If you never saw Cosell and Meredith, know this: Every single thing that sports television/radio has become today started with those two. And the fact that it is now impossible to separate sports and entertainment on TV goes back to their broadcast booth.

Take for instance the Heisman Trophy presentation. It used to be announced during the day with no fanfare. Now, like everything else that TV has touched, it has become an extravaganza to be hyped, hyped, hyped.

As an aside, TB was watching one of the football shows the other day and heard a discussion of whether or not Auburn's Cam Newton is the greatest college football player of all-time. For some reason, the people on the panel actually found this a reasonable point and two even agreed. Just to clarify, Newton is not in the top, oh, 50 best college players of all time.

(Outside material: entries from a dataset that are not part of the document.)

//! # Ancestry index: parent edges plus a positive-answer cache.
//!
//! The module tree is stored as a flat parent-pointer map (`id → parent id`),
//! an arena rather than nested objects. "Is A an ancestor of B" walks the
//! parent chain from B upward, which costs O(depth).
//!
//! ## Cache rules
//! - Only **positive** answers are cached, and only after a successful walk.
//! - Edges are immutable once written, so a cached answer can never become
//!   false. Edges of modules discarded after a failed build are dropped
//!   together with their cache entries; identities are never reused.
//! - Lookups are reflexive: every module is its own ancestor (not cached).
//!
//! The index is shared (`Arc`) between the [`Registry`](crate::Registry) and
//! the scoped reducers/subscriptions that query it during dispatch. It holds
//! no module records, so those closures never keep records alive.

use std::collections::{BTreeMap, BTreeSet, HashMap, HashSet};

use parking_lot::{Mutex, RwLock};

use crate::identity::ModuleId;

/// Parent edges and memoized ancestry answers.
#[derive(Default)]
pub struct Ancestry {
    parents: RwLock<HashMap<ModuleId, ModuleId>>,
    cache: Mutex<HashMap<ModuleId, HashSet<ModuleId>>>,
}

impl Ancestry {
    /// Creates an empty index.
    pub fn new() -> Self {
        Self::default()
    }

    /// Records `child → parent`. An existing edge is never overwritten.
    pub(crate) fn link(&self, child: ModuleId, parent: ModuleId) {
        self.parents.write().entry(child).or_insert(parent);
    }

    /// Parent of `id`, if it has one.
    pub fn parent_of(&self, id: ModuleId) -> Option<ModuleId> {
        self.parents.read().get(&id).copied()
    }

    /// True if `candidate` is `id` itself or one of its ancestors.
    pub fn is_ancestor(&self, candidate: ModuleId, id: ModuleId) -> bool {
        if candidate == id {
            return true;
        }
        if self
            .cache
            .lock()
            .get(&id)
            .is_some_and(|known| known.contains(&candidate))
        {
            return true;
        }

        let found = self.walk(candidate, id);
        if found {
            self.cache.lock().entry(id).or_default().insert(candidate);
            tracing::trace!(ancestor = %candidate, descendant = %id, "ancestry cached");
        }
        found
    }

    /// Drops the edges and cache entries of `ids`.
    pub(crate) fn forget(&self, ids: &HashSet<ModuleId>) {
        self.parents.write().retain(|child, _| !ids.contains(child));
        self.cache.lock().retain(|child, _| !ids.contains(child));
    }

    /// Uncached chain walk from `id` upward.
    pub(crate) fn walk(&self, candidate: ModuleId, id: ModuleId) -> bool {
        let parents = self.parents.read();
        let mut current = parents.get(&id).copied();
        while let Some(node) = current {
            if node == candidate {
                return true;
            }
            current = parents.get(&node).copied();
        }
        false
    }

    /// Copy of all edges, ordered by child id.
    pub fn edges(&self) -> BTreeMap<ModuleId, ModuleId> {
        self.parents.read().iter().map(|(c, p)| (*c, *p)).collect()
    }

    /// Copy of the cache: descendant → ancestors proven so far.
    pub fn cached(&self) -> BTreeMap<ModuleId, BTreeSet<ModuleId>> {
        self.cache
            .lock()
            .iter()
            .map(|(id, known)| (*id, known.iter().copied().collect()))
            .collect()
    }
}

#[cfg(test)]
mod tests {
    use super::*;

    /// root ─┬─ a ── b
    ///       └─ c
    fn tree() -> (Ancestry, [ModuleId; 4]) {
        let ids = [
            ModuleId::next(),
            ModuleId::next(),
            ModuleId::next(),
            ModuleId::next(),
        ];
        let [root, a, b, c] = ids;
        let ancestry = Ancestry::new();
        ancestry.link(a, root);
        ancestry.link(b, a);
        ancestry.link(c, root);
        (ancestry, ids)
    }

    #[test]
    fn reflexive() {
        let (ancestry, ids) = tree();
        for id in ids {
            assert!(ancestry.is_ancestor(id, id));
        }
        assert!(ancestry.cached().is_empty());
    }

    #[test]
    fn ancestors_and_non_ancestors() {
        let (ancestry, [root, a, b, c]) = tree();

        assert!(ancestry.is_ancestor(root, b));
        assert!(ancestry.is_ancestor(a, b));
        assert!(ancestry.is_ancestor(root, c));

        assert!(!ancestry.is_ancestor(b, a));
        assert!(!ancestry.is_ancestor(c, b));
        assert!(!ancestry.is_ancestor(a, c));
        assert!(!ancestry.is_ancestor(b, root));
    }

    #[test]
    fn cache_only_grows_with_positive_answers() {
        let (ancestry, [root, a, b, c]) = tree();

        assert!(!ancestry.is_ancestor(c, b));
        assert!(ancestry.cached().is_empty());

        assert!(ancestry.is_ancestor(root, b));
        assert!(ancestry.is_ancestor(a, b));
        let cached = ancestry.cached();
        assert_eq!(cached.len(), 1);
        assert_eq!(cached[&b], BTreeSet::from([root, a]));
    }

    #[test]
    fn cached_and_uncached_answers_agree() {
        let (ancestry, ids) = tree();
        for x in ids {
            for y in ids {
                let first = ancestry.is_ancestor(x, y);
                let second = ancestry.is_ancestor(x, y);
                let third = ancestry.is_ancestor(x, y);
                assert_eq!(first, second, "{x} vs {y}");
                assert_eq!(second, third, "{x} vs {y}");
                assert_eq!(first, x == y || ancestry.walk(x, y));
            }
        }
    }

    #[test]
    fn edges_are_write_once() {
        let (ancestry, [root, a, b, _]) = tree();
        ancestry.link(b, root);
        assert_eq!(ancestry.parent_of(b), Some(a));
        assert_eq!(ancestry.parent_of(root), None);
        assert_eq!(ancestry.edges().len(), 3);
    }

    #[test]
    fn forgotten_edges_take_their_cache_along() {
        let (ancestry, [root, a, b, c]) = tree();
        assert!(ancestry.is_ancestor(root, b));
        assert!(ancestry.is_ancestor(root, c));

        ancestry.forget(&HashSet::from([a, b]));
        assert_eq!(ancestry.edges(), BTreeMap::from([(c, root)]));
        assert_eq!(ancestry.cached().keys().copied().collect::<Vec<_>>(), vec![c]);
        assert!(!ancestry.is_ancestor(root, b));
    }
}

The Ivy League's decision to announce its Bushnell Cup winner in a Heisman-style way, with four finalists, was new this year.

In the past, the league announced the Player of the Year for football as it does with all other sports, at the same time the all-league team was announced. This time, there were four finalists: Harvard running back Gino Gordon, Dartmouth running back Nick Schwieger, Penn quarterback Billy Ragone and Princeton receiver Trey Peacock.

The winners were announced yesterday in New York at the National Football Foundation event, and Gordon and Schwieger shared the honor.

TigerBlog is on record as having said, quite impartially, that Peacock was the best player in the league this year and that his numbers would have been ridiculous had starting quarterback Tommy Wornham not gotten hurt in Week 5.

And TB would like to put up a disclaimer for the rest of this and say that it is pure conjecture, but it is also interesting to think about.

Since Gordon and Schwieger tied, they had to have had an even number of coaches who voted for them. If it was 4-4, then why would there have been two other finalists (and not just whoever was the distant third)? If it was 3-3, then that left two votes.

Penn's Ragone had a great year, but Penn won as a team, not because it had a star quarterback. In fact, if you had to write down the best players on Penn's team in order, would Ragone have made the top five? That's not a knock on him; it's just that the Quakers were so good in spots that don't usually generate Player of the Year votes, such as along both lines and all throughout the interior defense.

TB's point is that perhaps Peacock came within one coaches' vote of winning.

And as for the way the Ivy League handled it, TB is fine with it. The new method generated some interest on the league's fan poll and definitely on the various Ivy League blogs and such, and that can only be good for the league.

And, of course, it's how sports works these days. Why announce the winner when you can use it as part of a larger event?

Hey, it might seem small in the case of the Bushnell Cup, but like everything else these days, its roots go all the way back to a broadcast booth in the 1970s and two guys, one who died awhile ago and another who died yesterday.